There is a further consideration in ACE, one usually reserved for geeky system engineers. But it’s a very important consideration for system stability: frequency bias.
Generators and motors are basically the same thing. They share many of the same characteristics. If more load is put on most motors, they slow down. If more load is put on a generator, it also slows down, resulting in its output frequency decreasing.
Assume now that a thousand megawatt plant trips off-line in Western Colorado. Then the other plants in the Western Interconnection will pick up the extra load and slow down. The frequency in the entire system will decrease, as everyone is tied together.
Everyone has the same frequency. This does not include the Eastern or Texas grids. They are separate grids, and are only connected to the western U.S. and each other through direct current ties.

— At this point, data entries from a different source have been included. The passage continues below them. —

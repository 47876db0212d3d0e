use std::fmt;

use crate::common::span::Span;

/// Represents a note attached to a Syntax error,
/// i.e. a location in a template with an optional
/// specific hint or tip corresponding to this specific location
#[derive(Debug, Clone, PartialEq, Eq)]
pub struct Note {
    pub span: Span,
    pub hint: Option<String>,
}

impl Note {
    pub fn new(span: Span) -> Note {
        Note { span, hint: None }
    }

    pub fn new_with_hint(hint: &str, span: &Span) -> Note {
        Note {
            span: span.clone(),
            hint: Some(hint.to_string()),
        }
    }
}

/// Represents a malformed template found at compile time,
/// such as an unclosed directive or a stray `endif`.
/// Usually, one `Note` per error is enough.
#[derive(Debug, Clone, PartialEq, Eq)]
pub struct Syntax {
    pub reason: String,
    pub notes: Vec<Note>,
}

impl Syntax {
    /// Creates a new syntax error with a single note that does not have a hint.
    pub fn error(reason: &str, span: &Span) -> Syntax {
        Syntax::error_with_note(reason, Note::new(span.clone()))
    }

    /// Creates a new syntax error with a single note that may or may not have a
    /// hint.
    pub fn error_with_note(reason: &str, note: Note) -> Syntax {
        Syntax {
            reason: reason.to_string(),
            notes: vec![note],
        }
    }

    /// Extend a syntax error by adding another note to the error.
    pub fn add_note(mut self, note: Note) -> Self {
        self.notes.push(note);
        self
    }
}

impl fmt::Display for Syntax {
    fn fmt(&self, f: &mut fmt::Formatter<'_>) -> fmt::Result {
        for note in self.notes.iter() {
            let formatted = note.span.format();
            write!(f, "{}", formatted)?;

            if let Some(ref hint) = note.hint {
                writeln!(f, "{} = note: {}", " ".repeat(formatted.gutter_padding()), hint)?;
            }
        }
        write!(f, "Syntax Error: {}", self.reason)
    }
}

impl std::error::Error for Syntax {}

#[cfg(test)]
mod test {
    use super::*;
    use crate::common::source::Source;

    #[test]
    fn error() {
        let source = Source::new("Hello $(name", "greet");
        let error = Syntax::error("Unclosed tag or macro", &Span::new(&source, 6, 2));

        let target = "In greet:1:7
  |
1 | Hello $(name
  |       ^^
Syntax Error: Unclosed tag or macro";

        assert_eq!(format!("{}", error), target);
    }

    #[test]
    fn hinted() {
        let source = Source::new("?(endif)", "stray");
        let error = Syntax::error_with_note(
            "`endif` without a matching `if`",
            Note::new_with_hint("remove this tag", &Span::new(&source, 0, 8)),
        );

        let rendered = format!("{}", error);
        assert!(rendered.contains("  = note: remove this tag\n"));
        assert!(rendered.ends_with("Syntax Error: `endif` without a matching `if`"));
    }
}
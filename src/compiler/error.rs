use thiserror::Error;

use crate::{common::hash::MacroHash, compiler::syntax::Syntax};

/// Aborts a whole compilation run.
/// No bank is produced for a run that fails with one of these.
#[derive(Debug, Error)]
pub enum CompileError {
    #[error("in entry `{entry}`:\n{error}")]
    Syntax { entry: String, error: Syntax },
    #[error("macro `{name}` hashes to {hash:#010x}, which is already defined in this session")]
    DuplicateMacro { name: String, hash: MacroHash },
}

impl CompileError {
    /// The located error, if this failure came from a template.
    pub fn syntax(&self) -> Option<&Syntax> {
        match self {
            CompileError::Syntax { error, .. } => Some(error),
            CompileError::DuplicateMacro { .. } => None,
        }
    }
}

Two things of major importance happen as frequency decreases at all western utilities. First, governors on generators (analogous to a speed control on a car), throughout the west, automatically try to restore the system frequency by increasing output.
Second, many loads, particularly motor loads, throughout the west, will decrease as frequency decreases. This combination of increased generation and decreased loads will compensate for the lost unit. Then a new system-wide equilibrium can be reached. But it will be at a lower frequency.
The overall grid may again be in balance at this lower frequency. But individual utilities, other than the Colorado utility where the trip occurred, are now seeing a large positive ACE.
Their generation is up and loads are down, resulting in a large outflow. Power is now flowing outward from every western utility to aid the utility where the outage occurred.
If every utility just looked at the first term of the ACE Equation, net tie-line flows, they would decrease their generation to rebalance their control area. This would further decrease frequency, leading to more outflows and more generation decrease. And it would result in a very quick downward spiral to a blackout.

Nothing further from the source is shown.